All the advice you will get from the popular hunting magazines will only be of marginal use until you have spent a season out there seeing what it is all about. It is very likely that once you get the opportunity to hunt these magnificent creatures you will be hooked. Turkeys are in the midst of one of conservation’s most dramatic good news stories and your chances today are about as good as they have ever been, no matter where you are located. In fact there are turkeys that have now been located in regions where they were never previously found.
So what do you need for Spring turkey season? The basics for turkey hunting are indeed basic. Your chances will be dramatically raised if you use full body camouflage. Turkeys have two basic senses that are incredible; eyesight and hearing. When I say you will need full body camouflage, I mean from head to toes. You need a camo hat and facemask, or if you don’t want the mask, obtain face-paint designed for turkey hunting. I personally prefer the mask as the paint is very greasy and messy.
Obviously, you will need a firearm to hunt turkeys. There are varying regulations on this so I will defer to local gun shops and your reg-book. I will say that an inexpensive 12 gauge shotgun that chambers 3 inch shells with a full choke is a good starting point in most locales. You will need to pattern your shotgun at 30-40 yards to get an idea how it shoots and perhaps adjust the brand of shells or the style of choke accordingly. Typically you will be shooting number 4 shells. A quick look at one of the big stores and you will see there are shells that are advertised as turkey loads.

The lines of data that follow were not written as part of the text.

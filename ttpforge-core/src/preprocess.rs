//! Splits a raw TTP document into its preamble and steps byte ranges
//! without a full YAML parse, so steps can be templated before parsing.

use crate::error::PreprocessErrorKind;

/// Result of [`preprocess`]: the raw bytes before and including `steps:`.
pub struct PreprocessedTtp<'a> {
    /// Everything before the `steps:` line.
    pub preamble_bytes: &'a [u8],
    /// The `steps:` line onward, to end of document.
    pub steps_bytes: &'a [u8],
}

/// Locate the single, line-anchored top-level `steps:` key and split the
/// document there.
///
/// # Errors
///
/// * [`PreprocessErrorKind::MissingSteps`] if no such line exists.
/// * [`PreprocessErrorKind::DuplicateSteps`] if it appears more than once.
/// * [`PreprocessErrorKind::KeyAfterSteps`] if a top-level key follows it.
pub fn preprocess(bytes: &[u8]) -> Result<PreprocessedTtp<'_>, PreprocessErrorKind> {
    let text = std::str::from_utf8(bytes).map_err(|_| PreprocessErrorKind::MissingSteps)?;

    let mut steps_line_start: Option<usize> = None;
    let mut offset = 0usize;
    for line in text.split_inclusive('\n') {
        let trimmed = line.trim_end_matches(['\n', '\r']);
        if is_top_level_key_line(trimmed, "steps") {
            if steps_line_start.is_some() {
                return Err(PreprocessErrorKind::DuplicateSteps);
            }
            steps_line_start = Some(offset);
        } else if steps_line_start.is_some() && is_top_level_key_line(trimmed, "") {
            return Err(PreprocessErrorKind::KeyAfterSteps);
        }
        offset += line.len();
    }

    let split_at = steps_line_start.ok_or(PreprocessErrorKind::MissingSteps)?;
    Ok(PreprocessedTtp {
        preamble_bytes: &bytes[..split_at],
        steps_bytes: &bytes[split_at..],
    })
}

/// True if `line` is a top-level (zero-indent) `key:` line. When `key` is
/// empty, matches any top-level key line.
fn is_top_level_key_line(line: &str, key: &str) -> bool {
    if line.starts_with(char::is_whitespace) || line.trim().is_empty() || line.trim_start().starts_with('#') {
        return false;
    }
    let Some((candidate, _rest)) = line.split_once(':') else {
        return false;
    };
    if key.is_empty() {
        true
    } else {
        candidate == key
    }
}

#[cfg(test)]
mod tests {
    use super::*;

    #[test]
    fn splits_preamble_from_steps() {
        let doc = b"api_version: \"2.0\"\nname: x\nsteps:\n  - name: s\n    inline: echo hi\n";
        let split = preprocess(doc).unwrap();
        assert_eq!(split.preamble_bytes, b"api_version: \"2.0\"\nname: x\n");
        assert!(split.steps_bytes.starts_with(b"steps:"));
    }

    #[test]
    fn missing_steps_key_errors() {
        let doc = b"api_version: \"2.0\"\nname: x\n";
        assert!(matches!(
            preprocess(doc).unwrap_err(),
            PreprocessErrorKind::MissingSteps
        ));
    }

    #[test]
    fn duplicate_steps_key_errors() {
        let doc = b"steps:\n  - a\nsteps:\n  - b\n";
        assert!(matches!(
            preprocess(doc).unwrap_err(),
            PreprocessErrorKind::DuplicateSteps
        ));
    }

    #[test]
    fn key_after_steps_errors() {
        let doc = b"steps:\n  - name: s\n    inline: echo hi\nname: x\n";
        assert!(matches!(
            preprocess(doc).unwrap_err(),
            PreprocessErrorKind::KeyAfterSteps
        ));
    }

    #[test]
    fn nested_keys_inside_steps_are_not_mistaken_for_top_level() {
        let doc = b"name: x\nsteps:\n  - name: s\n    inline: echo hi\n    cleanup:\n      name: c\n      inline: echo bye\n";
        let split = preprocess(doc).unwrap();
        assert_eq!(split.preamble_bytes, b"name: x\n");
    }
}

Here is as good a time as any to mention safety. Turkey hunting has inherent risks as you are carrying a loaded firearm, wearing camo clothing, and sharing the woods with other hunters. To make matters worse, you will likely be using a turkey call of some type which can also get you in trouble. All I can say is that it is your responsibility to seek out every single avenue you can pursue to make your hunt safer. If you have not taken hunter safety class, even if not required, please do so. When you hike into and out of the woods or are moving, wear some blaze orange. Do not sling a turkey over your shoulder and come out of the woods unless you have the bird draped in blaze orange. If you use decoys, be aware that every year decoys get shot at by dumb hunters and you could potentially be in the line of fire. Sit with a good backstop such as a large tree. These are just a few basic precautions. There are more that you can and should take.
You will likely use one of two types of turkey calls and maybe both. The two most common are box calls and mouth diaphragm calls. Both are great and have their purposes and you should familiarize yourself with each. In the confines of this article all I will say now is don’t overdo it. I am a firm believer that calling is a skill that can mostly be learned only in the field. Practice with your calls at home and perhaps get a video instruction DVD. I like the mouth calls because they leave your hands free and reduce movement but I use both.
These are the basics you will need for your hunt. Next time we will talk about the basics of where to go and what to do once you are there. Remember, safety first! Then, I believe you are getting ready to embark on a journey that whether you bag a bird or not, you will find immensely rewarding.